Score:3

Windows Server Reaches out to WindowsUpdate during TLS negotation

mx flag

We deploy hardened Windows Server 2022 servers in AWS. These servers reach out to RDS servers using a TLS encrypted channel. During the TLS negotiation, the Windows server is reaching out to Windows Update, presumably to get a current list of trusted root authorities (we found this by watching network traffic with Wireshark - it was very repeatable). These servers do not have any access to the public internet, so the download times out. The connection to the database times out before the windows update download times out, so the database access fails.

In the old days (say Windows Server 2012 era), there was a registry setting that you could use to control how certificates were verified. I think you could specify 1-5 and it would behave differently depending on how you would pick that. I don't think that had to do with the trusted root update as much as whether it reached out to download a CRL.

My question is "Does anyone know how to stop Windows from downloading a list of trusted roots during the TLS handshake and force trust of the server certificate presented by RDS?" Or some other way to make this connection happen without public Internet access.

Score:2
cn flag

All Windows hosts, server and desktop, will attempt to update root certificates. There is a setting to prevent that specific communication.

https://woshub.com/updating-trusted-root-certificates-in-windows-10/#h2_2

Computer Configuration -> Administrative Templates -> System -> Internet Communication Management -> Internet Communication.

The Turn off Automatic Root Certificates Update option in this section allows you to disable automatic updating of root certificates through the Windows Update sites. By default, this policy is not configured and Windows always tries to automatically renew root certificates.


You can also use certutil to download the updated list of trusted root certificates, and store those locally in a path specified by Group Policy.

https://learn.microsoft.com/en-us/previous-versions/windows/it-pro/windows-server-2012-r2-and-2012/dn265983(v=ws.11)

https://learn.microsoft.com/en-us/previous-versions/windows/it-pro/windows-server-2012-r2-and-2012/dn265983(v=ws.11)#registry-settings-modified

Registry values:

HKLMSOFTWARE\Policies\Microsoft\SystemCertificates\AuthRoot!DisableRootAutoUpdate

A value of 1 disables the Windows AutoUpdate of the trusted CTL.

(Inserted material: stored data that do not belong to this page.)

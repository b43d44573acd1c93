//! Error types for the process adapter.

use std::time::Duration;

use thiserror::Error;

use crate::process::ProcessState;

/// Errors raised while talking to (or supervising) a plugin process.
#[derive(Debug, Clone, Error)]
pub enum PluginError {
    /// No response arrived for a request within its deadline.
    #[error("request '{name}' timed out after {after:?}")]
    Timeout {
        /// Event name of the request.
        name: String,
        /// The deadline that elapsed.
        after: Duration,
    },

    /// The plugin was stopped on request.
    #[error("plugin stopped")]
    Stopped,

    /// The plugin exited on its own.
    #[error("plugin crashed: {0}")]
    Crashed(String),

    /// The connection to the plugin is gone (output closed, read failure).
    #[error("plugin connection closed: {0}")]
    Closed(String),

    /// The plugin is not in a state that accepts messages.
    #[error("plugin is {0}")]
    NotRunning(ProcessState),

    /// A lifecycle transition that the state machine forbids.
    #[error("invalid plugin state transition: {from} -> {to}")]
    InvalidTransition {
        from: ProcessState,
        to: ProcessState,
    },

    /// The process could not be started.
    #[error("failed to spawn plugin: {0}")]
    Spawn(String),

    /// Writing to or reading from the plugin's pipes failed.
    #[error("plugin I/O error: {0}")]
    Io(String),

    /// A message could not be encoded or decoded.
    #[error("protocol error: {0}")]
    Codec(String),

    /// The plugin answered with `ok: false`.
    #[error("plugin rejected the request: {0}")]
    Rejected(String),
}

impl PluginError {
    /// Whether the error means the plugin will never answer again.
    pub fn is_terminal(&self) -> bool {
        matches!(
            self,
            Self::Stopped | Self::Crashed(_) | Self::Closed(_) | Self::NotRunning(_)
        )
    }
}

impl From<std::io::Error> for PluginError {
    fn from(err: std::io::Error) -> Self {
        Self::Io(err.to_string())
    }
}

impl From<serde_json::Error> for PluginError {
    fn from(err: serde_json::Error) -> Self {
        Self::Codec(err.to_string())
    }
}

/// Result type for plugin operations.
pub type PluginResult<T> = Result<T, PluginError>;
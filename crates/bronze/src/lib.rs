//! # Bronze
//!
//! The host core of a chat bot: it receives normalized events from a
//! messaging gateway, runs them through a pipeline, dispatches them to
//! capabilities and keeps per-conversation dialog state. Capabilities live in
//! process or in separate plugin programs speaking line-delimited JSON.
//!
//! ## Architecture
//!
//! ```text
//! ┌─────────┐  Event  ┌──────────────────────────────────────┐  reply  ┌───────────┐
//! │ Gateway │───────▶│ Pipeline: tracing ▸ blocklist ▸ ...  │───────▶│ ReplySink │
//! └─────────┘         │           ▸ dialog ▸ Registry        │         └───────────┘
//!                     └──────────────┬───────────────────────┘               ▲
//!                                    │ command / event                       │ actions
//!                             ┌──────▼──────┐   stdin/stdout (JSON lines)    │
//!                             │   Plugin    │────────────────────────────────┘
//!                             │  process    │
//!                             └─────────────┘
//! ```
//!
//! - **Core** ([`core`]): events, targets, entities and the collaborator
//!   traits for the entity service, reply delivery and key/value storage.
//! - **Framework** ([`framework`]): pipeline stages, the capability
//!   registry, sessions and the dialog/confirmation state machine.
//! - **Process adapter** ([`process`]): plugin child processes and their
//!   wire protocol.
//! - **Runtime** ([`runtime`]): configuration, logging and the host itself.
//!
//! ## Quick Start
//!
//! ```rust,ignore
//! use bronze::prelude::*;
//!
//! #[tokio::main]
//! async fn main() -> anyhow::Result<()> {
//!     let runtime = BronzeRuntime::builder().build()?;
//!     runtime.register_command(
//!         Command::new("ping").trigger("/ping"),
//!         into_handler(|_inv: Invocation| async move { Ok(Some("pong".into())) }),
//!     )?;
//!
//!     runtime.run().await?;
//!     Ok(())
//! }
//! ```
//!
//! ## Features
//!
//! - `toml-config` (default): read `bronze.toml`
//! - `yaml-config`: read `bronze.yaml`
//! - `json-log`: JSON log lines

pub use bronze_adapter_process as process;
pub use bronze_core as core;
pub use bronze_framework as framework;
pub use bronze_runtime as runtime;

/// Prelude module for convenient imports.
///
/// ```rust,ignore
/// use bronze::prelude::*;
/// ```
pub mod prelude {
    // Runtime - main entry point
    pub use bronze_runtime::{BronzeConfig, BronzeRuntime, RuntimeBuilder, RuntimeError};

    // Capabilities
    pub use bronze_framework::{
        BoxError, Command, Invocation, Registry, into_handler, into_listener,
    };

    // Pipeline stages
    pub use bronze_framework::{Context, Next, Stage, StageResult, stage_fn};

    // Dialogs
    pub use bronze_framework::{DialogManager, Session, SessionKey};

    // Data model and collaborators
    pub use bronze_core::{
        Entities, EntityResolver, Event, EventKind, KvStore, ReplySink, Target, TargetKind,
    };

    // Plugins
    pub use bronze_adapter_process::{PluginProcess, PluginSpec, ProcessState};
}
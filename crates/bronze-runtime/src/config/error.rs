//! Configuration error types.

use std::path::PathBuf;
use thiserror::Error;

/// Errors that can occur during configuration loading and validation.
#[derive(Error, Debug)]
pub enum ConfigError {
    /// File not found at the specified path.
    #[error("Configuration file not found: {0}")]
    FileNotFound(PathBuf),

    /// The sources could not be merged or extracted.
    #[error("Failed to parse configuration: {0}")]
    ParseError(String),

    /// Invalid configuration value.
    #[error("Invalid configuration: {message}")]
    ValidationError { message: String },

    /// Missing required field.
    #[error("Missing required configuration field: {field}")]
    MissingField { field: String },

    /// Two plugins (or one plugin twice) declare the same capability.
    #[error("Duplicate capability name: {0}")]
    DuplicateCapability(String),
}

impl ConfigError {
    /// Creates a validation error with the given message.
    pub fn validation(message: impl Into<String>) -> Self {
        Self::ValidationError {
            message: message.into(),
        }
    }

    /// Creates a missing field error.
    pub fn missing_field(field: impl Into<String>) -> Self {
        Self::MissingField {
            field: field.into(),
        }
    }
}

impl From<figment::Error> for ConfigError {
    fn from(err: figment::Error) -> Self {
        Self::ParseError(err.to_string())
    }
}

/// Result type for configuration operations.
pub type ConfigResult<T> = Result<T, ConfigError>;
//! Error types for the Bronze framework.

use bronze_core::StoreError;
use thiserror::Error;

/// Boxed error returned by user-supplied handlers and listeners.
pub type BoxError = Box<dyn std::error::Error + Send + Sync>;

/// Errors raised by a pipeline stage.
///
/// Any stage error aborts the remaining chain for that one event; the event
/// is then treated as unhandled and its buffered output is discarded.
#[derive(Debug, Clone, Error)]
pub enum StageError {
    /// A stage reported a failure.
    #[error("stage '{stage}' failed: {reason}")]
    Failed {
        /// Name of the failing stage.
        stage: String,
        /// Reason for failure.
        reason: String,
    },

    /// A stage or handler panicked; the panic was caught at the pipeline boundary.
    #[error("stage panicked: {0}")]
    Panicked(String),

    /// Session storage failed while a stage was reading or writing it.
    #[error(transparent)]
    Session(#[from] SessionError),
}

impl StageError {
    /// Creates a failure attributed to `stage`.
    pub fn failed(stage: impl Into<String>, reason: impl std::fmt::Display) -> Self {
        Self::Failed {
            stage: stage.into(),
            reason: reason.to_string(),
        }
    }
}

/// Errors raised while registering or invoking capabilities.
#[derive(Debug, Clone, PartialEq, Eq, Error)]
pub enum RegistryError {
    /// A capability with this name already exists.
    #[error("capability '{0}' is already registered")]
    DuplicateCapability(String),

    /// The trigger is already owned by another capability.
    #[error("trigger '{trigger}' is already owned by capability '{owner}'")]
    TriggerConflict {
        /// The conflicting trigger.
        trigger: String,
        /// Capability that registered it first.
        owner: String,
    },

    /// Capability names and triggers must not be empty.
    #[error("capability '{0}' has an empty name or trigger")]
    Empty(String),

    /// No capability with this name is registered.
    #[error("unknown capability '{0}'")]
    UnknownCapability(String),
}

/// Errors raised by the session store and the dialog state machine.
#[derive(Debug, Clone, Error)]
pub enum SessionError {
    /// The underlying key/value store failed.
    #[error(transparent)]
    Store(#[from] StoreError),

    /// The operation needs a live session but none exists (never started or expired).
    #[error("no active session for {0}")]
    NotFound(String),
}

/// Result type for stage execution.
pub type StageResult = Result<(), StageError>;

/// Result type for registry operations.
pub type RegistryResult<T> = Result<T, RegistryError>;

/// Result type for session operations.
pub type SessionResult<T> = Result<T, SessionError>;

HKLM\SOFTWARE\Policies\Microsoft\SystemCertificates\AuthRoot!EnableDisallowedCertAutoUpdate

A value of 1 enables the Windows AutoUpdate of the untrusted CTL.

HKLM\SOFTWARE\Microsoft\SystemCertificates\AuthRoot\AutoUpdate!RootDirUrl

Configures the shared location (the HTTP or the FILE path).

Probably worth mentioning that this does not cover CRL/AIA access.

Score:0
mx flag

Greg Askew's answer provided the clues to the solution. Here is the answer in powershell code:

new-item hklm:\SOFTWARE\Policies\Microsoft\SystemCertificates\AuthRoot -ItemType Container
set-itemproperty HKLM:\SOFTWARE\Policies\Microsoft\SystemCertificates\AuthRoot -Name DisableRootAutoUpdate -Value 1

I tested this on two servers and it resolved the issue on both.